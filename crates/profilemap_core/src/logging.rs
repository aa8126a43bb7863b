//! Process logging bootstrap.
//!
//! # Responsibility
//! - Start one `flexi_logger` backend per process, writing either to
//!   size-rotated files or to stderr.
//! - Route panics through the logger as single-line events.
//!
//! # Invariants
//! - A second init with the same level and destination is a no-op.
//! - A second init asking for anything else is rejected, never applied.
//! - Initialization does not panic.

use flexi_logger::{Cleanup, Criterion, FileSpec, Logger, LoggerHandle, Naming, WriteMode};
use log::{error, info};
use once_cell::sync::OnceCell;
use std::error::Error;
use std::fmt::{Display, Formatter};
use std::path::{Path, PathBuf};

const LOG_FILE_BASENAME: &str = "profilemap";
const MAX_LOG_FILE_SIZE_BYTES: u64 = 10 * 1024 * 1024;
const MAX_LOG_FILES: usize = 5;
const MAX_PANIC_PAYLOAD_CHARS: usize = 160;

static ACTIVE: OnceCell<ActiveLogger> = OnceCell::new();
static PANIC_HOOK: OnceCell<()> = OnceCell::new();

/// Where log records are written.
#[derive(Debug, Clone, PartialEq, Eq)]
pub enum LogDestination {
    Stderr,
    /// Absolute directory holding `profilemap*.log` files.
    Directory(PathBuf),
}

impl Display for LogDestination {
    fn fmt(&self, f: &mut Formatter<'_>) -> std::fmt::Result {
        match self {
            Self::Stderr => write!(f, "stderr"),
            Self::Directory(dir) => write!(f, "{}", dir.display()),
        }
    }
}

/// Logging setup failure.
#[derive(Debug)]
pub enum LoggingError {
    UnsupportedLevel(String),
    InvalidLogDir(String),
    CreateLogDir { dir: PathBuf, source: std::io::Error },
    Backend(String),
    /// Logging is already running with another level or destination.
    Conflict {
        active: String,
        requested: String,
    },
}

impl Display for LoggingError {
    fn fmt(&self, f: &mut Formatter<'_>) -> std::fmt::Result {
        match self {
            Self::UnsupportedLevel(level) => write!(
                f,
                "unsupported log level `{level}`; expected trace|debug|info|warn|error"
            ),
            Self::InvalidLogDir(reason) => write!(f, "invalid log directory: {reason}"),
            Self::CreateLogDir { dir, source } => write!(
                f,
                "failed to create log directory `{}`: {source}",
                dir.display()
            ),
            Self::Backend(reason) => write!(f, "failed to start logger: {reason}"),
            Self::Conflict { active, requested } => write!(
                f,
                "logging already running as `{active}`; refusing to switch to `{requested}`"
            ),
        }
    }
}

impl Error for LoggingError {
    fn source(&self) -> Option<&(dyn Error + 'static)> {
        match self {
            Self::CreateLogDir { source, .. } => Some(source),
            _ => None,
        }
    }
}

struct ActiveLogger {
    level: &'static str,
    destination: LogDestination,
    _handle: LoggerHandle,
}

impl ActiveLogger {
    fn label(level: &str, destination: &LogDestination) -> String {
        format!("{level}@{destination}")
    }

    fn ensure_matches(
        &self,
        level: &'static str,
        destination: &LogDestination,
    ) -> Result<(), LoggingError> {
        if self.level == level && &self.destination == destination {
            return Ok(());
        }
        Err(LoggingError::Conflict {
            active: Self::label(self.level, &self.destination),
            requested: Self::label(level, destination),
        })
    }
}

/// Starts process logging.
///
/// `log_dir` selects rotated files in that absolute directory; `None` logs
/// to stderr.
///
/// # Errors
/// - `UnsupportedLevel` / `InvalidLogDir` for bad arguments.
/// - `CreateLogDir` / `Backend` when the backend cannot start.
/// - `Conflict` when logging already runs with other settings.
pub fn init_logging(level: &str, log_dir: Option<&str>) -> Result<(), LoggingError> {
    let level = parse_level(level)?;
    let destination = match log_dir {
        Some(dir) => LogDestination::Directory(parse_log_dir(dir)?),
        None => LogDestination::Stderr,
    };

    if let Some(active) = ACTIVE.get() {
        return active.ensure_matches(level, &destination);
    }

    let active = ACTIVE.get_or_try_init(|| start_backend(level, destination.clone()))?;
    active.ensure_matches(level, &destination)
}

fn start_backend(
    level: &'static str,
    destination: LogDestination,
) -> Result<ActiveLogger, LoggingError> {
    let logger =
        Logger::try_with_str(level).map_err(|err| LoggingError::Backend(err.to_string()))?;

    let started = match &destination {
        LogDestination::Directory(dir) => {
            std::fs::create_dir_all(dir).map_err(|source| LoggingError::CreateLogDir {
                dir: dir.clone(),
                source,
            })?;
            logger
                .log_to_file(FileSpec::default().directory(dir).basename(LOG_FILE_BASENAME))
                .rotate(
                    Criterion::Size(MAX_LOG_FILE_SIZE_BYTES),
                    Naming::Numbers,
                    Cleanup::KeepLogFiles(MAX_LOG_FILES),
                )
                .write_mode(WriteMode::BufferAndFlush)
                .append()
                .format_for_files(flexi_logger::detailed_format)
                .start()
        }
        LogDestination::Stderr => logger
            .log_to_stderr()
            .format_for_stderr(flexi_logger::detailed_format)
            .start(),
    };
    let handle = started.map_err(|err| LoggingError::Backend(err.to_string()))?;

    install_panic_hook();
    info!(
        "event=logging_init module=core status=ok level={level} destination={destination} version={}",
        env!("CARGO_PKG_VERSION")
    );

    Ok(ActiveLogger {
        level,
        destination,
        _handle: handle,
    })
}

/// Returns the running level and destination, if logging was started.
pub fn logging_status() -> Option<(&'static str, LogDestination)> {
    ACTIVE
        .get()
        .map(|active| (active.level, active.destination.clone()))
}

/// `debug` for debug builds, `info` otherwise.
pub fn default_log_level() -> &'static str {
    if cfg!(debug_assertions) {
        "debug"
    } else {
        "info"
    }
}

fn parse_level(level: &str) -> Result<&'static str, LoggingError> {
    match level.trim().to_ascii_lowercase().as_str() {
        "trace" => Ok("trace"),
        "debug" => Ok("debug"),
        "info" => Ok("info"),
        "warn" | "warning" => Ok("warn"),
        "error" => Ok("error"),
        other => Err(LoggingError::UnsupportedLevel(other.to_string())),
    }
}

fn parse_log_dir(log_dir: &str) -> Result<PathBuf, LoggingError> {
    let trimmed = log_dir.trim();
    if trimmed.is_empty() {
        return Err(LoggingError::InvalidLogDir("path is empty".to_string()));
    }
    let path = Path::new(trimmed);
    if !path.is_absolute() {
        return Err(LoggingError::InvalidLogDir(format!(
            "`{trimmed}` is not absolute"
        )));
    }
    Ok(path.to_path_buf())
}

fn install_panic_hook() {
    if PANIC_HOOK.set(()).is_err() {
        return;
    }

    let previous = std::panic::take_hook();
    std::panic::set_hook(Box::new(move |info| {
        let location = info
            .location()
            .map(|loc| format!("{}:{}", loc.file(), loc.line()))
            .unwrap_or_else(|| "unknown".to_string());
        let payload = info
            .payload()
            .downcast_ref::<&str>()
            .map(|message| (*message).to_string())
            .or_else(|| info.payload().downcast_ref::<String>().cloned());
        error!(
            "event=panic module=core status=error location={location} payload={}",
            panic_summary(payload.as_deref())
        );
        previous(info);
    }));
}

/// One-line, length-capped rendering of a panic payload.
///
/// Payloads can carry user text such as profile descriptions.
fn panic_summary(payload: Option<&str>) -> String {
    let Some(payload) = payload else {
        return "<non-string payload>".to_string();
    };
    let single_line: String = payload
        .chars()
        .map(|c| if c == '\n' || c == '\r' { ' ' } else { c })
        .collect();
    if single_line.chars().count() <= MAX_PANIC_PAYLOAD_CHARS {
        return single_line;
    }
    let mut capped: String = single_line.chars().take(MAX_PANIC_PAYLOAD_CHARS).collect();
    capped.push_str("...");
    capped
}
//! Address-to-coordinate lookup.
//!
//! # Responsibility
//! - Define the `Geocoder` seam used by the create/edit form.
//! - Provide the Mapbox-backed implementation.
//!
//! # Invariants
//! - Geocoding never persists anything.
//! - The first provider match wins; callers only learn how many candidates
//!   were collapsed into it.
//! - No retries.

mod mapbox;

pub use mapbox::{parse_base_url, MapboxGeocoder, DEFAULT_MAPBOX_API_BASE};

use async_trait::async_trait;
use serde::Serialize;
use std::error::Error;
use std::fmt::{Display, Formatter};

pub type GeocodeResult<T> = Result<T, GeocodeError>;

/// Top geocoding candidate for an address.
#[derive(Debug, Clone, PartialEq, Serialize)]
pub struct GeocodeMatch {
    pub latitude: f64,
    pub longitude: f64,
    /// Provider's formatted label for the match, when given.
    pub place_name: Option<String>,
    /// Total candidates returned; values above 1 mean matches were dropped.
    pub candidates: usize,
}

impl GeocodeMatch {
    pub fn is_ambiguous(&self) -> bool {
        self.candidates > 1
    }
}

/// Geocoding failure.
#[derive(Debug)]
pub enum GeocodeError {
    /// No provider credentials were supplied.
    NotConfigured,
    /// Base URL cannot be used to build request URLs.
    InvalidBaseUrl(String),
    /// Transport failure.
    Http(reqwest::Error),
    /// Provider answered with a non-success status.
    Status(u16),
    /// Provider body does not have the expected shape.
    InvalidResponse(String),
}

impl Display for GeocodeError {
    fn fmt(&self, f: &mut Formatter<'_>) -> std::fmt::Result {
        match self {
            Self::NotConfigured => write!(f, "geocoding is not configured"),
            Self::InvalidBaseUrl(url) => write!(f, "invalid geocoding base url `{url}`"),
            Self::Http(err) => write!(f, "geocoding request failed: {err}"),
            Self::Status(status) => write!(f, "geocoding provider returned status {status}"),
            Self::InvalidResponse(message) => {
                write!(f, "invalid geocoding response: {message}")
            }
        }
    }
}

impl Error for GeocodeError {
    fn source(&self) -> Option<&(dyn Error + 'static)> {
        match self {
            Self::Http(err) => Some(err),
            _ => None,
        }
    }
}

impl From<reqwest::Error> for GeocodeError {
    fn from(value: reqwest::Error) -> Self {
        Self::Http(value)
    }
}

/// Converts free-text addresses into coordinates.
#[async_trait]
pub trait Geocoder: Send + Sync {
    /// Returns the first match, or `None` when nothing matched.
    ///
    /// Blank addresses return `Ok(None)` without contacting the provider.
    async fn geocode(&self, address: &str) -> GeocodeResult<Option<GeocodeMatch>>;
}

=======

DIRECTIONS FOR THIS TASK:
Copy the lines of the data above exactly as written, beginning with the line containing "static ACTIVE: OnceCell<ActiveLogger>" and ending with the line containing "impl Display for LogDestination", and leave out all other lines.

OUTPUT FOR THIS EXERCISE:
static ACTIVE: OnceCell<ActiveLogger> = OnceCell::new();
static PANIC_HOOK: OnceCell<()> = OnceCell::new();

/// Where log records are written.
#[derive(Debug, Clone, PartialEq, Eq)]
pub enum LogDestination {
    Stderr,
    /// Absolute directory holding `profilemap*.log` files.
    Directory(PathBuf),
}

impl Display for LogDestination {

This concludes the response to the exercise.